Ballard demanded that Citizens Energy assume the Veolia contract with the water company and the United Water privatization for the wastewater utility assets, although Citizens Energy could operate these utilities much more efficiently if these agreements did not exist, particularly the Veolia agreement. Guess which law firm represents the private operators? Guess which law firm is driving this deal? In fact, so many of the same players who were involved in the screwing we got during the 2002 purchase of the water company are sitting at the table once again negotiating the fine print of this deal. It is disgusting beyond description. Like I've said on many occasions, the City of Chicago hasn't got anything on the City of Indianapolis when it comes to public corruption.

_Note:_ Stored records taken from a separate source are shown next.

use core::hint::black_box;
use criterion::{Criterion, Throughput, criterion_group, criterion_main};
use idclash::{
    AlphabetGenerator, IdGenerator, TimeOrderedGenerator, collision_probability, simulate,
};

// Number of IDs drawn per benchmark iteration.
const TOTAL_IDS: usize = 4096;

fn bench_generate(c: &mut Criterion, group_name: &str, generator: &dyn IdGenerator) {
    let mut group = c.benchmark_group(group_name);
    group.throughput(Throughput::Elements(TOTAL_IDS as u64));

    group.bench_function(format!("elems/{TOTAL_IDS}"), |b| {
        b.iter(|| {
            for _ in 0..TOTAL_IDS {
                black_box(generator.generate());
            }
        })
    });

    group.finish();
}

fn bench_generators(c: &mut Criterion) {
    let base64 = AlphabetGenerator::base64(10).unwrap();
    bench_generate(c, "generate/base64", &base64);

    let base62 = AlphabetGenerator::base62(10).unwrap();
    bench_generate(c, "generate/base62", &base62);

    let snowflake = TimeOrderedGenerator::new(0);
    bench_generate(c, "generate/snowflake", &snowflake);
}

fn bench_closed_form(c: &mut Criterion) {
    c.bench_function("probability/closed_form", |b| {
        b.iter(|| black_box(collision_probability(black_box(1_000), black_box(1 << 60))))
    });
}

fn bench_simulation(c: &mut Criterion) {
    let mut group = c.benchmark_group("simulate/base62");
    group.throughput(Throughput::Elements(10_000));
    group.sample_size(20);

    group.bench_function("elems/10000", |b| {
        let generator = AlphabetGenerator::base62(8).unwrap();
        b.iter(|| black_box(simulate(&generator, 10_000)))
    });

    group.finish();
}

criterion_group!(
    benches,
    bench_generators,
    bench_closed_form,
    bench_simulation
);
criterion_main!(benches);
use crate::{Error, IdGenerator, RandSource, Result, ThreadRandom};

const BASE64_ALPHABET: &[u8] =
    b"ABCDEFGHIJKLMNOPQRSTUVWXYZabcdefghijklmnopqrstuvwxyz0123456789+/";
const BASE62_ALPHABET: &[u8] =
    b"0123456789ABCDEFGHIJKLMNOPQRSTUVWXYZabcdefghijklmnopqrstuvwxyz";

/// A fixed-alphabet random identifier generator.
///
/// Draws `length` symbols independently and uniformly at random from its
/// alphabet on every call to [`IdGenerator::generate`]. The random source is
/// a type parameter so tests can script the draws; production code uses the
/// cryptographically secure [`ThreadRandom`].
///
/// # Example
///
/// ```
/// use idclash::{AlphabetGenerator, IdGenerator};
///
/// let generator = AlphabetGenerator::base62(8).unwrap();
/// assert_eq!(generator.generate().len(), 8);
/// assert_eq!(generator.name(), "base62");
/// ```
pub struct AlphabetGenerator<R = ThreadRandom> {
    name: &'static str,
    alphabet: &'static [u8],
    length: usize,
    rng: R,
}

impl AlphabetGenerator<ThreadRandom> {
    /// Creates a generator over the 64-symbol alphabet `A-Z a-z 0-9 + /`.
    ///
    /// Fails with [`Error::GeneratorConstruction`] when `length <= 0`.
    pub fn base64(length: i64) -> Result<Self> {
        Self::with_rand("base64", BASE64_ALPHABET, length, ThreadRandom)
    }

    /// Creates a generator over the 62-symbol alphabet `0-9 A-Z a-z`.
    ///
    /// Fails with [`Error::GeneratorConstruction`] when `length <= 0`.
    pub fn base62(length: i64) -> Result<Self> {
        Self::with_rand("base62", BASE62_ALPHABET, length, ThreadRandom)
    }
}

impl<R: RandSource> AlphabetGenerator<R> {
    pub(crate) fn with_rand(
        name: &'static str,
        alphabet: &'static [u8],
        length: i64,
        rng: R,
    ) -> Result<Self> {
        if length <= 0 {
            return Err(Error::GeneratorConstruction {
                reason: format!("length must be positive, got {length}"),
            });
        }
        Ok(Self {
            name,
            alphabet,
            length: length as usize,
            rng,
        })
    }
}

impl<R: RandSource> IdGenerator for AlphabetGenerator<R> {
    fn generate(&self) -> String {
        let mut id = String::with_capacity(self.length);
        for _ in 0..self.length {
            id.push(self.alphabet[self.rng.next_index(self.alphabet.len())] as char);
        }
        id
    }

    /// `alphabet_size ^ length`, saturating at `u64::MAX` instead of
    /// wrapping.
    fn total_space(&self) -> u64 {
        let base = self.alphabet.len() as u64;
        let mut space: u64 = 1;
        for _ in 0..self.length {
            space = match space.checked_mul(base) {
                Some(next) => next,
                None => return u64::MAX,
            };
        }
        space
    }

    fn name(&self) -> &'static str {
        self.name
    }
}
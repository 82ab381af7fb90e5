#![doc = include_str!("../README.md")]

mod analyzer;
mod error;
mod format;
mod generator;
mod parser;
mod probability;
mod rand;
mod simulation;
mod time;

pub use crate::analyzer::*;
pub use crate::error::*;
pub use crate::format::*;
pub use crate::generator::*;
pub use crate::parser::*;
pub use crate::probability::*;
pub use crate::rand::*;
pub use crate::simulation::*;
pub use crate::time::*;
use crate::{
    AlphabetGenerator, Config, Error, GeneratorRegistry, IdGenerator, Result,
    TimeOrderedGenerator, collision_probability, format_report, parse_input, simulate,
};

/// Number of Monte Carlo draws performed per analysis request.
pub const DEFAULT_SIM_ITERATIONS: usize = 1_000_000;

/// A canonical input together with a short description of what it
/// demonstrates.
#[derive(Clone, Debug, PartialEq, Eq)]
pub struct Example {
    pub input: &'static str,
    pub description: &'static str,
}

/// Orchestrates a full collision analysis: parse, select a generator,
/// calculate the closed-form probability, cross-validate by simulation, and
/// format the combined report.
///
/// The analyzer owns the generator catalog, seeded once at construction with
/// the three known schemes and read-only afterwards.
///
/// # Example
///
/// ```
/// use idclash::CollisionAnalyzer;
///
/// let analyzer = CollisionAnalyzer::new();
/// let report = analyzer.analyze("base62:8:500/sec").unwrap();
/// assert!(report.contains("Mathematical Results:"));
/// assert!(report.contains("Simulation Results:"));
/// ```
pub struct CollisionAnalyzer {
    registry: GeneratorRegistry,
}

impl Default for CollisionAnalyzer {
    fn default() -> Self {
        Self::new()
    }
}

impl CollisionAnalyzer {
    /// Creates an analyzer with the three known generators catalogued in
    /// their default shapes.
    pub fn new() -> Self {
        let mut registry = GeneratorRegistry::new();
        registry.register(Box::new(
            AlphabetGenerator::base64(8).expect("default base64 length is positive"),
        ));
        registry.register(Box::new(
            AlphabetGenerator::base62(10).expect("default base62 length is positive"),
        ));
        registry.register(Box::new(TimeOrderedGenerator::new(0)));
        Self { registry }
    }

    /// Read access to the ordered generator catalog.
    pub fn generators(&self) -> &GeneratorRegistry {
        &self.registry
    }

    /// Runs one analysis request end to end and returns the text report.
    ///
    /// `input` follows the grammar `format:length:rate/unit`, e.g.
    /// `"base64:10:1000/sec"`. Every failure (malformed grammar, unknown
    /// generator or unit, unusable length, degenerate math inputs) is
    /// returned as an [`Error`] carrying a human-readable description;
    /// nothing is retried or logged on the error path.
    #[tracing::instrument(skip(self), level = "debug")]
    pub fn analyze(&self, input: &str) -> Result<String> {
        let config = parse_input(input)?;
        let generator = self.build_generator(&config)?;
        let rate_per_sec = normalize_rate(config.rate, &config.rate_unit)?;
        tracing::debug!(
            format = %config.format,
            rate_per_sec,
            "analysis request accepted"
        );

        let total_ids = rate_per_sec;
        let math = collision_probability(total_ids, generator.total_space())?;
        let sim = simulate(generator.as_ref(), DEFAULT_SIM_ITERATIONS)?;

        Ok(format_report(
            &config.format,
            config.length,
            rate_per_sec,
            &math,
            &sim,
        ))
    }

    /// Usage text for interactive hosts.
    pub fn help(&self) -> String {
        let supported: Vec<_> = self.registry.names().collect();
        format!(
            "Analyzes the probability of ID collisions for various generation schemes.\n\
             \n\
             Input format: format:length:rate/unit\n\
             \n\
             Formats: {}\n\
             Rate units: sec (second), min (minute), ms (millisecond), ns (nanosecond)\n\
             \n\
             Examples:\n\
             {}\n\
             \n\
             The analysis includes:\n\
             - Mathematical calculation using the birthday paradox\n\
             - Actual simulation with generated IDs\n\
             - Time to collision at 50%, 1%, and 0.1% probabilities\n\
             - Comparison between theoretical and empirical results\n",
            supported.join(", "),
            self.examples()
                .iter()
                .map(|example| format!("  {:<22} - {}", example.input, example.description))
                .collect::<Vec<_>>()
                .join("\n"),
        )
    }

    /// Canonical inputs suitable for an interactive host's suggestions.
    pub fn examples(&self) -> Vec<Example> {
        vec![
            Example {
                input: "base64:10:1000/sec",
                description: "Analyze 10-character Base64 IDs at 1000/sec",
            },
            Example {
                input: "base62:8:500/min",
                description: "Analyze 8-character Base62 IDs at 500/min",
            },
            Example {
                input: "snowflake:0:10000/ms",
                description: "Analyze snowflake IDs at 10000/ms",
            },
        ]
    }

    fn build_generator(&self, config: &Config) -> Result<Box<dyn IdGenerator>> {
        match config.format.as_str() {
            "base64" => Ok(Box::new(AlphabetGenerator::base64(config.length)?)),
            "base62" => Ok(Box::new(AlphabetGenerator::base62(config.length)?)),
            "snowflake" => Ok(Box::new(TimeOrderedGenerator::new(0))),
            unknown => Err(Error::UnsupportedGenerator {
                name: unknown.to_owned(),
                supported: self.registry.names().collect::<Vec<_>>().join(", "),
            }),
        }
    }
}

/// Converts a configured rate into identifiers generated per second.
///
/// Integer arithmetic throughout: `min` uses floor division, so 500/min
/// normalizes to 8 per second, not 8.33. Fails with
/// [`Error::UnsupportedRateUnit`] for units outside `sec`, `min`, `ms`, `ns`.
pub fn normalize_rate(rate: i64, unit: &str) -> Result<i64> {
    match unit {
        "sec" => Ok(rate),
        "min" => Ok(rate / 60),
        "ms" => Ok(rate.saturating_mul(1_000)),
        "ns" => Ok(rate.saturating_mul(1_000_000_000)),
        unknown => Err(Error::UnsupportedRateUnit {
            unit: unknown.to_owned(),
        }),
    }
}

#[cfg(test)]
mod tests {
    use super::*;

    #[test]
    fn normalizes_each_supported_unit() {
        assert_eq!(normalize_rate(1_000, "sec").unwrap(), 1_000);
        assert_eq!(normalize_rate(500, "min").unwrap(), 8);
        assert_eq!(normalize_rate(60, "min").unwrap(), 1);
        assert_eq!(normalize_rate(10, "ms").unwrap(), 10_000);
        assert_eq!(normalize_rate(2, "ns").unwrap(), 2_000_000_000);
    }

    #[test]
    fn rejects_unknown_units() {
        assert!(matches!(
            normalize_rate(1_000, "hour"),
            Err(Error::UnsupportedRateUnit { .. })
        ));
        assert!(matches!(
            normalize_rate(1_000, ""),
            Err(Error::UnsupportedRateUnit { .. })
        ));
    }

    #[test]
    fn catalog_is_seeded_in_order() {
        let analyzer = CollisionAnalyzer::new();
        let names: Vec<_> = analyzer.generators().names().collect();
        assert_eq!(names, vec!["base64", "base62", "snowflake"]);
    }

    #[test]
    fn analyze_produces_a_full_report() {
        let analyzer = CollisionAnalyzer::new();
        let report = analyzer.analyze("base64:10:1000/sec").unwrap();

        assert!(report.contains("Collision Analysis: base64 length 10"));
        assert!(report.contains("Mathematical Results:"));
        assert!(report.contains("  - Total ID Space: 1,152,921,504,606,846,976\n"));
        assert!(report.contains("  - Generation Rate: 1000/sec\n"));
        assert!(report.contains("Collision Probability (1 sec):"));
        assert!(report.contains("Simulation Results:"));
        assert!(report.contains("Difference:"));
    }

    #[test]
    fn analyze_floors_per_minute_rates() {
        let analyzer = CollisionAnalyzer::new();
        let report = analyzer.analyze("base62:8:500/min").unwrap();
        assert!(report.contains("  - Generation Rate: 8/sec\n"));
    }

    #[test]
    fn analyze_rejects_malformed_input() {
        let analyzer = CollisionAnalyzer::new();
        assert!(matches!(
            analyzer.analyze("invalid"),
            Err(Error::Parse { .. })
        ));
        assert!(matches!(
            analyzer.analyze("base64:ten:1000/sec"),
            Err(Error::Parse { .. })
        ));
    }

    #[test]
    fn analyze_rejects_zero_length_alphabet_generators() {
        let analyzer = CollisionAnalyzer::new();
        assert!(matches!(
            analyzer.analyze("base64:0:1000/sec"),
            Err(Error::GeneratorConstruction { .. })
        ));
    }

    #[test]
    fn analyze_rejects_unknown_generators_and_names_the_catalog() {
        let analyzer = CollisionAnalyzer::new();
        let err = analyzer.analyze("uuid:8:1000/sec").unwrap_err();
        match err {
            Error::UnsupportedGenerator { name, supported } => {
                assert_eq!(name, "uuid");
                assert_eq!(supported, "base64, base62, snowflake");
            }
            other => panic!("expected UnsupportedGenerator, got {other:?}"),
        }
    }

    #[test]
    fn analyze_rejects_unknown_rate_units() {
        let analyzer = CollisionAnalyzer::new();
        assert!(matches!(
            analyzer.analyze("base64:8:1000/fortnight"),
            Err(Error::UnsupportedRateUnit { .. })
        ));
    }

    #[test]
    fn analyze_surfaces_degenerate_rates_as_calculation_errors() {
        // 30/min floors to zero identifiers per second.
        let analyzer = CollisionAnalyzer::new();
        assert!(matches!(
            analyzer.analyze("base62:8:30/min"),
            Err(Error::Calculation { .. })
        ));
    }

    #[test]
    fn analyze_snowflake_finds_no_collisions() {
        let analyzer = CollisionAnalyzer::new();
        let report = analyzer.analyze("snowflake:0:10000/ms").unwrap();
        assert!(report.contains("  - Collisions Found: 0\n"));
        assert!(report.contains("Collision Analysis: snowflake length 0"));
    }

    #[test]
    fn help_names_every_catalogued_format() {
        let analyzer = CollisionAnalyzer::new();
        let help = analyzer.help();
        assert!(help.contains("base64"));
        assert!(help.contains("base62"));
        assert!(help.contains("snowflake"));
        assert!(help.contains("format:length:rate/unit"));
    }

    #[test]
    fn every_example_input_analyzes_cleanly() {
        let analyzer = CollisionAnalyzer::new();
        for example in analyzer.examples() {
            let report = analyzer.analyze(example.input).unwrap();
            assert!(report.contains("Simulation Results:"));
        }
    }
}
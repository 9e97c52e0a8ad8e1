#![deny(unsafe_code)]

//! Shared test utilities for the dripgate workspace.
//!
//! Provides config builders, temp config files, and manual-clock limiters so that
//! individual crate tests stay concise and consistent.
//!
//! Add this crate as a `[dev-dependency]` in any workspace member:
//!
//! ```toml
//! [dev-dependencies]
//! dripgate-test-utils = { workspace = true }
//! ```

pub mod config;
pub mod limiter;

Incidentally, the law firm primarily handling this transaction for the City of Indianapolis is Baker & Daniels. Yes, that's the same law firm that participated in the last transaction. Yes, that's the same law firm that now employs the City's former chief legal counsel at that time, Scott Chinn, and former deputy mayor to Peterson, Melina Kennedy, who is now the front-runner for the 2011 Democratic mayoral nomination. No wonder she is silent on the pending sale to Citizens Energy. It looks like the law firm that served us so poorly in these past transactions will be a winner regardless of the outcome of the 2011 election.